[Opening PROVIDED DATA section]
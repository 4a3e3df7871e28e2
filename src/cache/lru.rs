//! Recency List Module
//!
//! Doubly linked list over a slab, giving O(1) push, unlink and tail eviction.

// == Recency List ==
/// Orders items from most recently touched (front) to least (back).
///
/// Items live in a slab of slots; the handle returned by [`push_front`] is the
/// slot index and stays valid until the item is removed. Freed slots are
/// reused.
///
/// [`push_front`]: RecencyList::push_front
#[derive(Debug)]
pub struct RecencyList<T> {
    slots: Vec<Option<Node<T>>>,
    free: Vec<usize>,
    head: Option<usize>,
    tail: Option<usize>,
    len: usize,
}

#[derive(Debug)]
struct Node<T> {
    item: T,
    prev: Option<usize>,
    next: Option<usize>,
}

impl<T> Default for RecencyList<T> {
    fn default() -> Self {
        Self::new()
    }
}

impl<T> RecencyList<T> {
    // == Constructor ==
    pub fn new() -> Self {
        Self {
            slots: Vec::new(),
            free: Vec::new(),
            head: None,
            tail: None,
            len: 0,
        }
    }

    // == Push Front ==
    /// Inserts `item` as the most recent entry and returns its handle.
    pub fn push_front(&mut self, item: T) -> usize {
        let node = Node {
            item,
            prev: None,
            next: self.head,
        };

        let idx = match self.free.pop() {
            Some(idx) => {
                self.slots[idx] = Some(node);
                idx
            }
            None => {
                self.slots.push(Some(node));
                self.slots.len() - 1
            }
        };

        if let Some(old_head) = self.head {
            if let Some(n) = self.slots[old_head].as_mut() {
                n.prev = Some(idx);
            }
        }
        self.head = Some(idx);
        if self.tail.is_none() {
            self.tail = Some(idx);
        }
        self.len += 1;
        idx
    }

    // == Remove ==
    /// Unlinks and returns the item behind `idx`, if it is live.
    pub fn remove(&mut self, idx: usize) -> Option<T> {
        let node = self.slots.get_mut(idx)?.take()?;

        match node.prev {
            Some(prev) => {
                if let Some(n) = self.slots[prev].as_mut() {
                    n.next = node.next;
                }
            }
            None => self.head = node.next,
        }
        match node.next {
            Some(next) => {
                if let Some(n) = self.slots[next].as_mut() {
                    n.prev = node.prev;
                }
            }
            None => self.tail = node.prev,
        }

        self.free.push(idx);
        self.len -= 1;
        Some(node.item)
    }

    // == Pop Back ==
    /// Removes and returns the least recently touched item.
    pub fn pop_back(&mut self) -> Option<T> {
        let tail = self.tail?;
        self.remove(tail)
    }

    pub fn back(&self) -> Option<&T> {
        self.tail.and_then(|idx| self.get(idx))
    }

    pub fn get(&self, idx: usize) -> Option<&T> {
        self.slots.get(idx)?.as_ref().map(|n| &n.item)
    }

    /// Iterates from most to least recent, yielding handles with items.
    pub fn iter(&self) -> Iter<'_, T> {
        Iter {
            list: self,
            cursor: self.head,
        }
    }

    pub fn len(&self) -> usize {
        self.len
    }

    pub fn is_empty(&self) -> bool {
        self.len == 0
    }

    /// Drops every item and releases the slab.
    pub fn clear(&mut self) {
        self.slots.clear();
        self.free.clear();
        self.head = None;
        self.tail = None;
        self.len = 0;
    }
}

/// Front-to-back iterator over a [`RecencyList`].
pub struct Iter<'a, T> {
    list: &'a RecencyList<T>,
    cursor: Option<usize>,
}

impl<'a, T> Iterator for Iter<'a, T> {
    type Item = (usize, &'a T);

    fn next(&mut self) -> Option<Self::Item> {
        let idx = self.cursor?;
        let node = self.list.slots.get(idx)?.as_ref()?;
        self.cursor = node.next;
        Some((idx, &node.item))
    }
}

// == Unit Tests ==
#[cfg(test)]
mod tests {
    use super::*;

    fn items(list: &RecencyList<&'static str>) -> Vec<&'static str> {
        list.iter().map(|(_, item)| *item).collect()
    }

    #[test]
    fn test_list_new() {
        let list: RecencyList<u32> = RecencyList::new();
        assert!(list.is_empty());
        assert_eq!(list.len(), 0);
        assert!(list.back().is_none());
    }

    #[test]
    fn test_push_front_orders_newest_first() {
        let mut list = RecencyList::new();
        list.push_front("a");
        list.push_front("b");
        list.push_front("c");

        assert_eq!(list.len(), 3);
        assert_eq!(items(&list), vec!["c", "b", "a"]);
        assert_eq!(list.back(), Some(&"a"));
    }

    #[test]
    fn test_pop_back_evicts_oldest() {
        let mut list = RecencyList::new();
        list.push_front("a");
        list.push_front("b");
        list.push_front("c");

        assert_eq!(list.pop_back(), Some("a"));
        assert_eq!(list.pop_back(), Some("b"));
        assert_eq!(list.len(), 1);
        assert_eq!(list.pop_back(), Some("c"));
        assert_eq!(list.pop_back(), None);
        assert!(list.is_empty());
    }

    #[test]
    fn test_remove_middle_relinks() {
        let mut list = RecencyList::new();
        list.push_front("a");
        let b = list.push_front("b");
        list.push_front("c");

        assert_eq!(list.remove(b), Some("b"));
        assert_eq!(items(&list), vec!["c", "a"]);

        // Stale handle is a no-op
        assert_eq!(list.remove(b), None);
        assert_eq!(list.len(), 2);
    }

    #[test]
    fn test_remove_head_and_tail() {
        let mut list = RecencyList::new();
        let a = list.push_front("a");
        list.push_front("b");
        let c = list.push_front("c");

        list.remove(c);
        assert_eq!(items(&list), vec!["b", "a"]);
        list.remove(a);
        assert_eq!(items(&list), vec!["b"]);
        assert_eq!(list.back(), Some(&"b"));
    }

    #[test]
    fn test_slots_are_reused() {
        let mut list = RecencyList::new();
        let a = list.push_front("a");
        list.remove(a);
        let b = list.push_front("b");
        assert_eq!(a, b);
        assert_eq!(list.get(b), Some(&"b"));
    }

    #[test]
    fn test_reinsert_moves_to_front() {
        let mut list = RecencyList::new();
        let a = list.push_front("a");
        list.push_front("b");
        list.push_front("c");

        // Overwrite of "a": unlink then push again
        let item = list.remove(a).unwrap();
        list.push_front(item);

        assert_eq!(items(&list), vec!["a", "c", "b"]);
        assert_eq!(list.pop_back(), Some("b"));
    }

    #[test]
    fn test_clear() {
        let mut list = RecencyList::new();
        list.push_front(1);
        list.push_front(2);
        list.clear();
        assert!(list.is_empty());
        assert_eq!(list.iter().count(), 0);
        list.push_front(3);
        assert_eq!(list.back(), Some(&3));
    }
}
[Closing PROVIDED DATA section]
- **WHAT THIS TASK INVOLVES**: Would you output all the records above exactly as written?

- **SOLVED EXERCISE**:
repository 4a3e3df7871e28e2
filename src/cache/lru.rs
//! Recency List Module
//!
//! Doubly linked list over a slab, giving O(1) push, unlink and tail eviction.

// == Recency List ==
/// Orders items from most recently touched (front) to least (back).
///
/// Items live in a slab of slots; the handle returned by [`push_front`] is the
/// slot index and stays valid until the item is removed. Freed slots are
/// reused.
///
/// [`push_front`]: RecencyList::push_front
#[derive(Debug)]
pub struct RecencyList<T> {
    slots: Vec<Option<Node<T>>>,
    free: Vec<usize>,
    head: Option<usize>,
    tail: Option<usize>,
    len: usize,
}

#[derive(Debug)]
struct Node<T> {
    item: T,
    prev: Option<usize>,
    next: Option<usize>,
}

impl<T> Default for RecencyList<T> {
    fn default() -> Self {
        Self::new()
    }
}

impl<T> RecencyList<T> {
    // == Constructor ==
    pub fn new() -> Self {
        Self {
            slots: Vec::new(),
            free: Vec::new(),
            head: None,
            tail: None,
            len: 0,
        }
    }

    // == Push Front ==
    /// Inserts `item` as the most recent entry and returns its handle.
    pub fn push_front(&mut self, item: T) -> usize {
        let node = Node {
            item,
            prev: None,
            next: self.head,
        };

        let idx = match self.free.pop() {
            Some(idx) => {
                self.slots[idx] = Some(node);
                idx
            }
            None => {
                self.slots.push(Some(node));
                self.slots.len() - 1
            }
        };

        if let Some(old_head) = self.head {
            if let Some(n) = self.slots[old_head].as_mut() {
                n.prev = Some(idx);
            }
        }
        self.head = Some(idx);
        if self.tail.is_none() {
            self.tail = Some(idx);
        }
        self.len += 1;
        idx
    }

    // == Remove ==
    /// Unlinks and returns the item behind `idx`, if it is live.
    pub fn remove(&mut self, idx: usize) -> Option<T> {
        let node = self.slots.get_mut(idx)?.take()?;

        match node.prev {
            Some(prev) => {
                if let Some(n) = self.slots[prev].as_mut() {
                    n.next = node.next;
                }
            }
            None => self.head = node.next,
        }
        match node.next {
            Some(next) => {
                if let Some(n) = self.slots[next].as_mut() {
                    n.prev = node.prev;
                }
            }
            None => self.tail = node.prev,
        }

        self.free.push(idx);
        self.len -= 1;
        Some(node.item)
    }

    // == Pop Back ==
    /// Removes and returns the least recently touched item.
    pub fn pop_back(&mut self) -> Option<T> {
        let tail = self.tail?;
        self.remove(tail)
    }

    pub fn back(&self) -> Option<&T> {
        self.tail.and_then(|idx| self.get(idx))
    }

    pub fn get(&self, idx: usize) -> Option<&T> {
        self.slots.get(idx)?.as_ref().map(|n| &n.item)
    }

    /// Iterates from most to least recent, yielding handles with items.
    pub fn iter(&self) -> Iter<'_, T> {
        Iter {
            list: self,
            cursor: self.head,
        }
    }

    pub fn len(&self) -> usize {
        self.len
    }

    pub fn is_empty(&self) -> bool {
        self.len == 0
    }

    /// Drops every item and releases the slab.
    pub fn clear(&mut self) {
        self.slots.clear();
        self.free.clear();
        self.head = None;
        self.tail = None;
        self.len = 0;
    }
}

/// Front-to-back iterator over a [`RecencyList`].
pub struct Iter<'a, T> {
    list: &'a RecencyList<T>,
    cursor: Option<usize>,
}

impl<'a, T> Iterator for Iter<'a, T> {
    type Item = (usize, &'a T);

    fn next(&mut self) -> Option<Self::Item> {
        let idx = self.cursor?;
        let node = self.list.slots.get(idx)?.as_ref()?;
        self.cursor = node.next;
        Some((idx, &node.item))
    }
}

// == Unit Tests ==
#[cfg(test)]
mod tests {
    use super::*;

    fn items(list: &RecencyList<&'static str>) -> Vec<&'static str> {
        list.iter().map(|(_, item)| *item).collect()
    }

    #[test]
    fn test_list_new() {
        let list: RecencyList<u32> = RecencyList::new();
        assert!(list.is_empty());
        assert_eq!(list.len(), 0);
        assert!(list.back().is_none());
    }

    #[test]
    fn test_push_front_orders_newest_first() {
        let mut list = RecencyList::new();
        list.push_front("a");
        list.push_front("b");
        list.push_front("c");

        assert_eq!(list.len(), 3);
        assert_eq!(items(&list), vec!["c", "b", "a"]);
        assert_eq!(list.back(), Some(&"a"));
    }

    #[test]
    fn test_pop_back_evicts_oldest() {
        let mut list = RecencyList::new();
        list.push_front("a");
        list.push_front("b");
        list.push_front("c");

        assert_eq!(list.pop_back(), Some("a"));
        assert_eq!(list.pop_back(), Some("b"));
        assert_eq!(list.len(), 1);
        assert_eq!(list.pop_back(), Some("c"));
        assert_eq!(list.pop_back(), None);
        assert!(list.is_empty());
    }

    #[test]
    fn test_remove_middle_relinks() {
        let mut list = RecencyList::new();
        list.push_front("a");
        let b = list.push_front("b");
        list.push_front("c");

        assert_eq!(list.remove(b), Some("b"));
        assert_eq!(items(&list), vec!["c", "a"]);

        // Stale handle is a no-op
        assert_eq!(list.remove(b), None);
        assert_eq!(list.len(), 2);
    }

    #[test]
    fn test_remove_head_and_tail() {
        let mut list = RecencyList::new();
        let a = list.push_front("a");
        list.push_front("b");
        let c = list.push_front("c");

        list.remove(c);
        assert_eq!(items(&list), vec!["b", "a"]);
        list.remove(a);
        assert_eq!(items(&list), vec!["b"]);
        assert_eq!(list.back(), Some(&"b"));
    }

    #[test]
    fn test_slots_are_reused() {
        let mut list = RecencyList::new();
        let a = list.push_front("a");
        list.remove(a);
        let b = list.push_front("b");
        assert_eq!(a, b);
        assert_eq!(list.get(b), Some(&"b"));
    }

    #[test]
    fn test_reinsert_moves_to_front() {
        let mut list = RecencyList::new();
        let a = list.push_front("a");
        list.push_front("b");
        list.push_front("c");

        // Overwrite of "a": unlink then push again
        let item = list.remove(a).unwrap();
        list.push_front(item);

        assert_eq!(items(&list), vec!["a", "c", "b"]);
        assert_eq!(list.pop_back(), Some("b"));
    }

    #[test]
    fn test_clear() {
        let mut list = RecencyList::new();
        list.push_front(1);
        list.push_front(2);
        list.clear();
        assert!(list.is_empty());
        assert_eq!(list.iter().count(), 0);
        list.push_front(3);
        assert_eq!(list.back(), Some(&3));
    }
}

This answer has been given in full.